TASK ITEM: In the entries that follow, which lines hold the string "content"? List them.

Start of SOURCE MATERIAL

//! Synthetic Gaze Recordings
//!
//! Seeded generator for demo and test data: gaze jitters around a current
//! point and occasionally jumps to a new one inside the screen box.

use crate::signal::series::{GazeSeries, SessionInfo};
use rand::rngs::StdRng;
use rand::{Rng, SeedableRng};
use rand_distr::StandardNormal;
use serde::{Deserialize, Serialize};
use std::f64::consts::PI;
use std::fmt;
use std::str::FromStr;

/// Gaze is kept inside this box after every jump (px)
const SCREEN_X: (f64, f64) = (100.0, 900.0);
const SCREEN_Y: (f64, f64) = (100.0, 700.0);
const START_POSITION: (f64, f64) = (500.0, 400.0);

/// Preset movement patterns
#[derive(Debug, Clone, Copy, PartialEq, Eq, Default, Serialize, Deserialize)]
#[serde(rename_all = "lowercase")]
pub enum SyntheticProfile {
    /// Frequent, medium jumps
    #[default]
    Baseline,
    /// About three jumps per second
    Normal,
    /// Rare, small jumps with steady gaze
    Parkinsonian,
    /// Frequent, large jumps with noisier gaze
    Hyperactive,
}

impl SyntheticProfile {
    pub fn as_str(&self) -> &'static str {
        match self {
            SyntheticProfile::Baseline => "baseline",
            SyntheticProfile::Normal => "normal",
            SyntheticProfile::Parkinsonian => "parkinsonian",
            SyntheticProfile::Hyperactive => "hyperactive",
        }
    }
}

impl fmt::Display for SyntheticProfile {
    fn fmt(&self, f: &mut fmt::Formatter<'_>) -> fmt::Result {
        f.write_str(self.as_str())
    }
}

impl FromStr for SyntheticProfile {
    type Err = crate::Error;

    fn from_str(s: &str) -> crate::Result<Self> {
        match s.to_ascii_lowercase().as_str() {
            "baseline" => Ok(SyntheticProfile::Baseline),
            "normal" => Ok(SyntheticProfile::Normal),
            "parkinsonian" | "parkinsons" => Ok(SyntheticProfile::Parkinsonian),
            "hyperactive" | "adhd" => Ok(SyntheticProfile::Hyperactive),
            other => Err(crate::Error::Config(format!(
                "Unknown synthetic profile '{}'",
                other
            ))),
        }
    }
}

/// Generator parameters
#[derive(Debug, Clone, PartialEq)]
pub struct SyntheticConfig {
    pub duration_ms: f64,
    pub sampling_rate_hz: f64,
    /// Std of per-sample jitter around the current point (px)
    pub fixation_jitter: f64,
    /// Per-sample chance of jumping
    pub saccade_probability: f64,
    /// Std of a jump along each axis (px)
    pub saccade_spread: f64,
    /// Emit a pupil channel
    pub with_pupil: bool,
    pub pupil_amplitude: f64,
    pub pupil_period_ms: f64,
    pub pupil_noise: f64,
    pub seed: u64,
}

impl SyntheticConfig {
    pub fn for_profile(profile: SyntheticProfile) -> Self {
        let base = Self {
            duration_ms: 5000.0,
            sampling_rate_hz: 1000.0,
            fixation_jitter: 2.0,
            saccade_probability: 0.01,
            saccade_spread: 50.0,
            with_pupil: true,
            pupil_amplitude: 0.5,
            pupil_period_ms: 1000.0,
            pupil_noise: 0.1,
            seed: 42,
        };
        match profile {
            SyntheticProfile::Baseline => base,
            SyntheticProfile::Normal => Self {
                saccade_probability: 0.003,
                saccade_spread: 80.0,
                pupil_amplitude: 0.3,
                pupil_noise: 0.08,
                ..base
            },
            SyntheticProfile::Parkinsonian => Self {
                fixation_jitter: 1.5,
                saccade_probability: 0.0015,
                saccade_spread: 30.0,
                pupil_amplitude: 0.2,
                pupil_noise: 0.05,
                ..base
            },
            SyntheticProfile::Hyperactive => Self {
                fixation_jitter: 3.0,
                saccade_probability: 0.005,
                saccade_spread: 100.0,
                pupil_amplitude: 0.4,
                pupil_period_ms: 500.0,
                pupil_noise: 0.12,
                ..base
            },
        }
    }
}

impl Default for SyntheticConfig {
    fn default() -> Self {
        Self::for_profile(SyntheticProfile::Baseline)
    }
}

/// Seeded synthetic recording generator
pub struct SyntheticGenerator {
    config: SyntheticConfig,
    rng: StdRng,
}

impl SyntheticGenerator {
    pub fn new(config: SyntheticConfig) -> Self {
        let rng = StdRng::seed_from_u64(config.seed);
        Self { config, rng }
    }

    /// Zero-mean normal sample with standard deviation `std`
    fn normal(&mut self, std: f64) -> f64 {
        let z: f64 = self.rng.sample(StandardNormal);
        std * z
    }

    /// Evenly spaced timestamps over `[0, duration]`, both ends included
    fn timestamps(&self) -> Vec<f64> {
        let n = (self.config.duration_ms * self.config.sampling_rate_hz / 1000.0).max(0.0) as usize;
        match n {
            0 => Vec::new(),
            1 => vec![0.0],
            _ => {
                let step = self.config.duration_ms / (n - 1) as f64;
                (0..n).map(|i| i as f64 * step).collect()
            }
        }
    }

    /// Generate one recording
    pub fn generate(&mut self, session: SessionInfo) -> crate::Result<GazeSeries> {
        let timestamps = self.timestamps();
        let n = timestamps.len();
        let mut x = Vec::with_capacity(n);
        let mut y = Vec::with_capacity(n);

        let (mut current_x, mut current_y) = START_POSITION;
        for _ in 0..n {
            x.push(current_x + self.normal(self.config.fixation_jitter));
            y.push(current_y + self.normal(self.config.fixation_jitter));

            if self.rng.gen::<f64>() < self.config.saccade_probability {
                current_x = (current_x + self.normal(self.config.saccade_spread))
                    .clamp(SCREEN_X.0, SCREEN_X.1);
                current_y = (current_y + self.normal(self.config.saccade_spread))
                    .clamp(SCREEN_Y.0, SCREEN_Y.1);
            }
        }

        let pupil = if self.config.with_pupil {
            let mut values = Vec::with_capacity(n);
            for t in &timestamps {
                let wave = self.config.pupil_amplitude * (2.0 * PI * t / self.config.pupil_period_ms).sin();
                values.push(3.0 + wave + self.normal(self.config.pupil_noise));
            }
            Some(values)
        } else {
            None
        };

        let session = SessionInfo {
            sampling_rate_hz: self.config.sampling_rate_hz,
            ..session
        };
        Ok(GazeSeries::new(timestamps, x, y, pupil)?.with_session(session))
    }
}
//! Gaze signal data model and preprocessing
//!
//! - [`series`]: immutable gaze sample series with lazily derived kinematics
//! - [`denoise`]: Savitzky-Golay / median smoothing of x/y trajectories

pub mod series;
pub mod denoise;

pub use series::{GazeSeries, SessionInfo};
pub use denoise::{denoise, DenoiseMethod};
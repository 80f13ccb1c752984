//! Learned Model Collaborator
//!
//! The risk scorer blends rule scores with an optional learned probability.
//! Models are injected through the [`ModelScorer`] trait; training happens
//! outside this crate.

use super::risk::Condition;
use crate::analysis::feature_extraction::{Feature, FeatureVector};
use serde::{Deserialize, Serialize};
use std::collections::BTreeMap;
use std::path::Path;

/// Source of per-condition model probabilities
pub trait ModelScorer: Send + Sync {
    /// Whether a trained model exists for `condition`
    fn is_trained(&self, condition: Condition) -> bool;

    /// Probability in `[0, 1]` that `features` show the condition's pattern.
    ///
    /// `None` when no prediction is available.
    fn predict(&self, condition: Condition, features: &FeatureVector) -> Option<f64>;
}

/// Standardized logistic-regression coefficients for one condition
#[derive(Debug, Clone, PartialEq, Serialize, Deserialize)]
pub struct LinearModel {
    pub feature_names: Vec<String>,
    pub means: Vec<f64>,
    pub scales: Vec<f64>,
    pub weights: Vec<f64>,
    #[serde(default)]
    pub intercept: f64,
}

impl LinearModel {
    fn validate(&self, condition: Condition) -> crate::Result<Vec<Feature>> {
        let n = self.feature_names.len();
        if self.means.len() != n || self.scales.len() != n || self.weights.len() != n {
            return Err(crate::Error::Model(format!(
                "{}: feature_names, means, scales and weights must have the same length",
                condition.key()
            )));
        }
        if !self.intercept.is_finite()
            || self
                .means
                .iter()
                .chain(&self.scales)
                .chain(&self.weights)
                .any(|v| !v.is_finite())
        {
            return Err(crate::Error::Model(format!(
                "{}: coefficients must be finite numbers",
                condition.key()
            )));
        }
        self.feature_names
            .iter()
            .map(|name| {
                Feature::from_name(name).ok_or_else(|| {
                    crate::Error::Model(format!(
                        "{}: unknown feature '{}'",
                        condition.key(),
                        name
                    ))
                })
            })
            .collect()
    }
}

#[derive(Debug, Clone)]
struct ResolvedModel {
    features: Vec<Feature>,
    model: LinearModel,
}

impl ResolvedModel {
    fn predict(&self, features: &FeatureVector) -> f64 {
        let z = self
            .features
            .iter()
            .enumerate()
            .fold(self.model.intercept, |acc, (i, feature)| {
                let scale = if self.model.scales[i] > 0.0 {
                    self.model.scales[i]
                } else {
                    1.0
                };
                let standardized = (features.get(*feature) - self.model.means[i]) / scale;
                acc + self.model.weights[i] * standardized
            });
        sigmoid(z)
    }
}

/// Model file layout: condition key → coefficients
#[derive(Debug, Clone, Default, Serialize, Deserialize)]
pub struct LinearModelFile {
    #[serde(default)]
    pub models: BTreeMap<Condition, LinearModel>,
}

/// [`ModelScorer`] backed by per-condition linear models
#[derive(Debug, Clone, Default)]
pub struct LinearModelScorer {
    models: BTreeMap<Condition, ResolvedModel>,
}

impl LinearModelScorer {
    /// Build from coefficients, validating every model
    pub fn from_file(file: LinearModelFile) -> crate::Result<Self> {
        let mut models = BTreeMap::new();
        for (condition, model) in file.models {
            let features = model.validate(condition)?;
            models.insert(condition, ResolvedModel { features, model });
        }
        Ok(Self { models })
    }

    /// Load coefficients from a JSON file
    pub fn load(path: &Path) -> crate::Result<Self> {
        let content = std::fs::read_to_string(path)?;
        let file: LinearModelFile = serde_json::from_str(&content)
            .map_err(|e| crate::Error::Model(format!("{}: {}", path.display(), e)))?;
        let scorer = Self::from_file(file)?;

        tracing::info!(
            path = %path.display(),
            conditions = scorer.models.len(),
            "Loaded model coefficients"
        );
        Ok(scorer)
    }

    /// Conditions with a trained model
    pub fn conditions(&self) -> impl Iterator<Item = Condition> + '_ {
        self.models.keys().copied()
    }
}

impl ModelScorer for LinearModelScorer {
    fn is_trained(&self, condition: Condition) -> bool {
        self.models.contains_key(&condition)
    }

    fn predict(&self, condition: Condition, features: &FeatureVector) -> Option<f64> {
        self.models.get(&condition).map(|m| m.predict(features))
    }
}

fn sigmoid(z: f64) -> f64 {
    1.0 / (1.0 + (-z).exp())
}
//! Risk Assessment Types
//!
//! Conditions, risk levels and the per-condition assessment produced by
//! the risk scorer.

use serde::{Deserialize, Serialize};
use std::fmt;
use std::str::FromStr;

/// Screening target. Ordering is the fixed evaluation order.
#[derive(Debug, Clone, Copy, PartialEq, Eq, Hash, PartialOrd, Ord, Serialize, Deserialize)]
#[serde(rename_all = "lowercase")]
pub enum Condition {
    Parkinsons,
    Alzheimers,
    Asd,
    Adhd,
}

impl Condition {
    /// All conditions in evaluation order
    pub const ALL: [Condition; 4] = [
        Condition::Parkinsons,
        Condition::Alzheimers,
        Condition::Asd,
        Condition::Adhd,
    ];

    /// Lowercase key used in files and on the command line
    pub fn key(&self) -> &'static str {
        match self {
            Condition::Parkinsons => "parkinsons",
            Condition::Alzheimers => "alzheimers",
            Condition::Asd => "asd",
            Condition::Adhd => "adhd",
        }
    }

    /// Name shown in reports
    pub fn display_name(&self) -> &'static str {
        match self {
            Condition::Parkinsons => "Parkinsons",
            Condition::Alzheimers => "Alzheimers",
            Condition::Asd => "ASD",
            Condition::Adhd => "ADHD",
        }
    }

    /// Requested subset in evaluation order with duplicates removed
    pub fn normalize(requested: &[Condition]) -> Vec<Condition> {
        Condition::ALL
            .iter()
            .copied()
            .filter(|c| requested.contains(c))
            .collect()
    }
}

impl fmt::Display for Condition {
    fn fmt(&self, f: &mut fmt::Formatter<'_>) -> fmt::Result {
        f.write_str(self.display_name())
    }
}

impl FromStr for Condition {
    type Err = crate::Error;

    fn from_str(s: &str) -> crate::Result<Self> {
        let key = s.trim().to_ascii_lowercase().replace(['\'', '_', '-', ' '], "");
        match key.as_str() {
            "parkinsons" | "parkinson" | "pd" => Ok(Condition::Parkinsons),
            "alzheimers" | "alzheimer" | "ad" => Ok(Condition::Alzheimers),
            "asd" | "autism" => Ok(Condition::Asd),
            "adhd" => Ok(Condition::Adhd),
            _ => Err(crate::Error::Config(format!(
                "Unknown condition '{}' (expected parkinsons, alzheimers, asd or adhd)",
                s
            ))),
        }
    }
}

/// Coarse risk bucket for a score
#[derive(Debug, Clone, Copy, PartialEq, Eq, PartialOrd, Ord, Serialize, Deserialize)]
pub enum RiskLevel {
    Low,
    Moderate,
    High,
}

impl RiskLevel {
    /// `< 0.3` Low, `< 0.6` Moderate, otherwise High
    pub fn from_score(score: f64) -> Self {
        if score < 0.3 {
            RiskLevel::Low
        } else if score < 0.6 {
            RiskLevel::Moderate
        } else {
            RiskLevel::High
        }
    }

    pub fn as_str(&self) -> &'static str {
        match self {
            RiskLevel::Low => "Low",
            RiskLevel::Moderate => "Moderate",
            RiskLevel::High => "High",
        }
    }
}

impl fmt::Display for RiskLevel {
    fn fmt(&self, f: &mut fmt::Formatter<'_>) -> fmt::Result {
        f.write_str(self.as_str())
    }
}

/// How a risk score was produced
#[derive(Debug, Clone, Copy, PartialEq, Eq, Serialize, Deserialize)]
pub enum DetectionMethod {
    #[serde(rename = "rule-based")]
    RuleBased,
    #[serde(rename = "hybrid")]
    Hybrid,
}

impl DetectionMethod {
    pub fn as_str(&self) -> &'static str {
        match self {
            DetectionMethod::RuleBased => "rule-based",
            DetectionMethod::Hybrid => "hybrid",
        }
    }
}

impl fmt::Display for DetectionMethod {
    fn fmt(&self, f: &mut fmt::Formatter<'_>) -> fmt::Result {
        f.write_str(self.as_str())
    }
}

/// Result of scoring one condition
#[derive(Debug, Clone, PartialEq, Serialize, Deserialize)]
pub struct RiskAssessment {
    /// Combined score in `[0, 1]`
    pub risk_score: f64,
    pub risk_level: RiskLevel,
    /// Indicator text of each triggered rule, in rule-table order
    pub indicators: Vec<String>,
    pub recommendations: Vec<String>,
    pub detection_method: DetectionMethod,
    /// Rule-only score before blending
    pub rule_score: f64,
    /// Model score, when a trained model was available
    pub model_score: Option<f64>,
}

End of SOURCE MATERIAL

RESPONSE FOR THIS EXERCISE:
        let content = std::fs::read_to_string(path)?;
        let file: LinearModelFile = serde_json::from_str(&content)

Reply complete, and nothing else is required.